[Data shown]
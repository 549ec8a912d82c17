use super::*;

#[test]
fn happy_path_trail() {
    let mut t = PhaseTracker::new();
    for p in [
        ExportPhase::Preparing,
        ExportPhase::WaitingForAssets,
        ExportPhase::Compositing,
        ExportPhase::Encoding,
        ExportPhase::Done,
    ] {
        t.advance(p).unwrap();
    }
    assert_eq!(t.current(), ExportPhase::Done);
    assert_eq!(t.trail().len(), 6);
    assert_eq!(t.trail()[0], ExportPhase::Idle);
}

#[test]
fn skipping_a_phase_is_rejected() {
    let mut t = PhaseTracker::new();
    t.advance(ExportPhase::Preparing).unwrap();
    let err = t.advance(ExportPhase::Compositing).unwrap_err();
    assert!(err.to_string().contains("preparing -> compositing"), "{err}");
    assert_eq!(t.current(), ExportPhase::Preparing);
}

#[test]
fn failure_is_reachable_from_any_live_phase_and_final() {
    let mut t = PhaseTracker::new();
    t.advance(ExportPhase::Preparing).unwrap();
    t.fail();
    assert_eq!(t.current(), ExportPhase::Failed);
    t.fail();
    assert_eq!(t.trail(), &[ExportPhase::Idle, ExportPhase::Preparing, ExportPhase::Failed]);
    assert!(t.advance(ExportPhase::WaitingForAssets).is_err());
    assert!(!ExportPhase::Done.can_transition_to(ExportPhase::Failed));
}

...

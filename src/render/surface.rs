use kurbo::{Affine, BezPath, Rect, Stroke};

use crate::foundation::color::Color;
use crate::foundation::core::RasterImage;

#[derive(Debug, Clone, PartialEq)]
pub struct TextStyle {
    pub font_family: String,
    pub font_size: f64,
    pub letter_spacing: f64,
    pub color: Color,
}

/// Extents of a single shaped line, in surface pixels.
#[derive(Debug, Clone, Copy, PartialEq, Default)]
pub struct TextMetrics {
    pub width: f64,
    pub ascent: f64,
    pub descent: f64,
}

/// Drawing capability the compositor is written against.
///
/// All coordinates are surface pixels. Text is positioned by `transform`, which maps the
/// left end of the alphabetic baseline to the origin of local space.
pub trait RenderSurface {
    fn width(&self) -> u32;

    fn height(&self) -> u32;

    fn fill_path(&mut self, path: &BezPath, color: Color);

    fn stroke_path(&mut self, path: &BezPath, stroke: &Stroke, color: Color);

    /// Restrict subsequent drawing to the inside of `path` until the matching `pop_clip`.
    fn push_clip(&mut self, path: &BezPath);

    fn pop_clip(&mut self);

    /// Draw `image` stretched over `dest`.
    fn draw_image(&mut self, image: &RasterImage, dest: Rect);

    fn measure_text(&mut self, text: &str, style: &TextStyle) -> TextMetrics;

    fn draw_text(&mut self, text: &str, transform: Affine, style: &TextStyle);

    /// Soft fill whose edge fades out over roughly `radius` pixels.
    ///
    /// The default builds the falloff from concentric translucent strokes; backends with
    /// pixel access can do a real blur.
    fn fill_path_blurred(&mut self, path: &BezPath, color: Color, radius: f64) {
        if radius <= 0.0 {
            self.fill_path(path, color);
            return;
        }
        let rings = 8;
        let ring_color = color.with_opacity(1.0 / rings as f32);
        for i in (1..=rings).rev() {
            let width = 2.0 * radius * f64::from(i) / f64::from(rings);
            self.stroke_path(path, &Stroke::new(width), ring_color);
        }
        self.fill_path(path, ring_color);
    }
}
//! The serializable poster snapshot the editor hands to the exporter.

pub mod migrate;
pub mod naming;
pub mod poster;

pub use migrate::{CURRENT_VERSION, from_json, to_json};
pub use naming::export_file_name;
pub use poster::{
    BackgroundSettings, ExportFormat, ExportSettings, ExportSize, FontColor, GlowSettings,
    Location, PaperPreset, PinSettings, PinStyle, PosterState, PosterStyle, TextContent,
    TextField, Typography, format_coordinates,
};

...

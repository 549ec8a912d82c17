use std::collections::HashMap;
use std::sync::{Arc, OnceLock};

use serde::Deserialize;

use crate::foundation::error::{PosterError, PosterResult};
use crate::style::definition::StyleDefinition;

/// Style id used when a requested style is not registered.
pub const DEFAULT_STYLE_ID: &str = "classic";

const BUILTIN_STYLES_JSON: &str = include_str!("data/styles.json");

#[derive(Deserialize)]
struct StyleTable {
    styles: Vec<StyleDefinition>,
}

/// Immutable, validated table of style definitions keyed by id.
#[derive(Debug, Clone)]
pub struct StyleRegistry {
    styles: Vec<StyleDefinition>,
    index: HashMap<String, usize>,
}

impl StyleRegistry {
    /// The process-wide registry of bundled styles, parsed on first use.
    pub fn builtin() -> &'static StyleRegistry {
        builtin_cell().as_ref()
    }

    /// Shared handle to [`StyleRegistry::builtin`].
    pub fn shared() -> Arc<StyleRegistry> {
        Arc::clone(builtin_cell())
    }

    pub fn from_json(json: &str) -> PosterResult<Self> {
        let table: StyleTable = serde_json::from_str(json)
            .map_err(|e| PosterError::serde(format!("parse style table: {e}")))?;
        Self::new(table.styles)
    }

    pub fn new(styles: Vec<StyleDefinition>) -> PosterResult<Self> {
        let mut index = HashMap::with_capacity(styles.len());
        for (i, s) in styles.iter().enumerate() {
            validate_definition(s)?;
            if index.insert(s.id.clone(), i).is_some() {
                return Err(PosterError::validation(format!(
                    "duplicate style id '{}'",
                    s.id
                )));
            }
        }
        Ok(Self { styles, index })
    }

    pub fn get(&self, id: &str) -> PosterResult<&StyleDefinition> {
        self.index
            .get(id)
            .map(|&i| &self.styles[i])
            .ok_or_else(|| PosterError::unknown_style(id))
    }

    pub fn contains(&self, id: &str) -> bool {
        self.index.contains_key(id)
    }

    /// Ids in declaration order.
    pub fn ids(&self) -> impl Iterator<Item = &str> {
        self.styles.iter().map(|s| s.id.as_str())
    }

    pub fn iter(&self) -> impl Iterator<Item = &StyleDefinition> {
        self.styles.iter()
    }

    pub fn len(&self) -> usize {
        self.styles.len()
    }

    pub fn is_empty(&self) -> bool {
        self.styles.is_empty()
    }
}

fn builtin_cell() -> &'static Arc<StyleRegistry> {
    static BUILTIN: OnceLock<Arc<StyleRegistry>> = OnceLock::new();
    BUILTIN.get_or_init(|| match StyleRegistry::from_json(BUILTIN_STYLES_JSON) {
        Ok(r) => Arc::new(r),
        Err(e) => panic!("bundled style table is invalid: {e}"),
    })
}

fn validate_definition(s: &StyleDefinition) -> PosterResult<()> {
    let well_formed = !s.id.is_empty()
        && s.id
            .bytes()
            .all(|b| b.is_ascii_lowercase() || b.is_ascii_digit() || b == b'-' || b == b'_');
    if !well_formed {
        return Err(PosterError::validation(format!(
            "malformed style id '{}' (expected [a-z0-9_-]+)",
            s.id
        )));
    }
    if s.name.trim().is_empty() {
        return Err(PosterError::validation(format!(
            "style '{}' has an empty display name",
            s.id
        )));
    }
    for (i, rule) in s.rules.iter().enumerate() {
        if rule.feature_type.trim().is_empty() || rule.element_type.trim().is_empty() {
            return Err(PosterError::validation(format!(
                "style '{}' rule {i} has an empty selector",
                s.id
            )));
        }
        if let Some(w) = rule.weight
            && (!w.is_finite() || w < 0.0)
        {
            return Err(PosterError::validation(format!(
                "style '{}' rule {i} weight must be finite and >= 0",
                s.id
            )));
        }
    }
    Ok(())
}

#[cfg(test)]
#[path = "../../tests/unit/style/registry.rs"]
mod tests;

[Directions for this task] Check each line of the material for "pixels" and report how many have it. Add no other words.

[Answer box] 3